Effect of Glut-1 and HIF-1α double knockout by CRISPR/CAS9 on radiosensitivity in laryngeal carcinoma via the PI3K/Akt/mTOR pathway.

Abstract

Hypoxic resistance is the main obstacle to radiotherapy for laryngeal carcinoma. Our previous study indicated that hypoxia-inducible factor 1α (HIF-1α) and glucose transporter 1 (Glut-1) double knockout reduced tumour biological behaviour in laryngeal carcinoma cells. However, their radioresistance mechanism remains unclear. In this study, cell viability was determined by CCK8 assay.
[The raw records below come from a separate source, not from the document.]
//! In-memory card catalogue.
//!
//! The stored database is a JSON object keyed by card. Key order is kept as
//! received because batch selection takes the first due cards in that order.

use crate::error::{CatalogueError, Result};
use crate::types::{CharacterCard, MIN_EASE};
use chrono::{DateTime, Utc};
use serde_json::{Map, Value};
use std::collections::HashMap;

/// All cards of one learner, keyed by a stable identifier.
#[derive(Debug, Clone, Default)]
pub struct Catalogue {
    order: Vec<String>,
    cards: HashMap<String, CharacterCard>,
}

impl Catalogue {
    /// Create an empty catalogue.
    pub fn new() -> Self {
        Self::default()
    }

    /// Parse a catalogue from the stored JSON document.
    pub fn from_json(content: &str) -> Result<Self> {
        let root: Value = serde_json::from_str(content)?;
        match root {
            Value::Object(entries) => Self::from_map(entries),
            _ => Err(CatalogueError::NotAnObject),
        }
    }

    /// Build a catalogue from already parsed entries.
    ///
    /// Every entry is checked here so that malformed cards fail the load
    /// rather than a later question.
    pub fn from_map(entries: Map<String, Value>) -> Result<Self> {
        let mut catalogue = Self::new();
        for (key, value) in entries {
            let mut card: CharacterCard = serde_json::from_value(value)
                .map_err(|source| CatalogueError::InvalidCard {
                    key: key.clone(),
                    source,
                })?;
            if card.review.ease.is_nan() || card.review.ease < MIN_EASE {
                card.review.ease = MIN_EASE;
            }
            catalogue.insert(key, card);
        }
        Ok(catalogue)
    }

    /// Insert or replace a card. New keys go to the end of the order.
    pub fn insert(&mut self, key: impl Into<String>, card: CharacterCard) {
        let key = key.into();
        if self.cards.insert(key.clone(), card).is_none() {
            self.order.push(key);
        }
    }

    pub fn get(&self, key: &str) -> Option<&CharacterCard> {
        self.cards.get(key)
    }

    pub fn get_mut(&mut self, key: &str) -> Option<&mut CharacterCard> {
        self.cards.get_mut(key)
    }

    pub fn contains(&self, key: &str) -> bool {
        self.cards.contains_key(key)
    }

    /// Aliases of a catalogue key, empty for names that are not keys.
    pub fn aliases(&self, key: &str) -> &[String] {
        self.cards
            .get(key)
            .map(|card| card.aliases.as_slice())
            .unwrap_or(&[])
    }

    /// Keys in the order they were received.
    pub fn keys(&self) -> impl Iterator<Item = &str> {
        self.order.iter().map(String::as_str)
    }

    pub fn len(&self) -> usize {
        self.order.len()
    }

    pub fn is_empty(&self) -> bool {
        self.order.is_empty()
    }

    /// Clear session flags on every card.
    pub fn reset_transient(&mut self) {
        for card in self.cards.values_mut() {
            card.reset_transient();
        }
    }

    /// Recompute `is_due` for every card.
    pub fn refresh_due(&mut self, now: DateTime<Utc>) {
        for card in self.cards.values_mut() {
            card.is_due = card.review.is_due_at(now);
        }
    }

    /// Keys of cards that can be quizzed now, in catalogue order.
    pub fn eligible_keys(&self, min_components: usize) -> Vec<String> {
        self.order
            .iter()
            .filter(|key| {
                self.cards.get(key.as_str()).is_some_and(|card| {
                    card.is_due
                        && card.is_active
                        && card.is_hanzi
                        && card.component_count() >= min_components
                })
            })
            .cloned()
            .collect()
    }
}
//! Error types for hanzi-core.

use thiserror::Error;

/// Result type alias using CatalogueError.
pub type Result<T> = std::result::Result<T, CatalogueError>;

/// Errors that can occur while loading a card catalogue.
#[derive(Debug, Error)]
pub enum CatalogueError {
    #[error("malformed catalogue JSON: {0}")]
    Json(#[from] serde_json::Error),

    #[error("catalogue root must be a JSON object keyed by card")]
    NotAnObject,

    #[error("invalid card {key}: {source}")]
    InvalidCard {
        key: String,
        #[source]
        source: serde_json::Error,
    },
}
Glucose uptake capability was evaluated by measurement of 18 F-fluorodeoxyglucose radioactivity. A tumour xenograft model was established by subcutaneous injection of Tu212 cells. Tumour histopathology was determined by haematoxylin and eosin staining, immunohistochemical staining, and TUNEL assays. Signalling transduction was evaluated by Western blotting. We found that hypoxia induced radioresistance in Tu212 cells accompanied by increased glucose uptake capability and activation of the PI3K/Akt/mTOR pathway. Inhibition of PI3K/Akt/mTOR activity abolished hypoxia-induced radioresistance and glucose absorption. Mechanistic analysis revealed that hypoxia promoted higher expressions of HIF-1α and Glut-1. Moreover, the PI3K/Akt/mTOR pathway was a positive mediator of HIF-1α and/or Glut-1 in the presence of irradiation. HIF-1α and/or Glut-1knockout significantly reduced cell viability, glucose uptake and PI3K/Akt/mTOR activity, all of which were induced by hypoxia in the presence of irradiation. In vivo analysis showed that knockout of HIF-1α and/or Glut-1 also inhibited tumour growth by promoting cell apoptosis, more robustly compared with the PI3K inhibitor wortmannin, particularly in tumours with knockout of both HIF-1α and Glut-1. HIF-1α and/or Glut-1knockout also abrogated PI3K/Akt/mTOR signalling transduction in tumour tissues, in a manner similar to wortmannin. HIF-1α and/or Glut-1knockout facilitated radiosensitivity in laryngeal carcinoma Tu212 cells by regulation of the PI3K/Akt/mTOR pathway.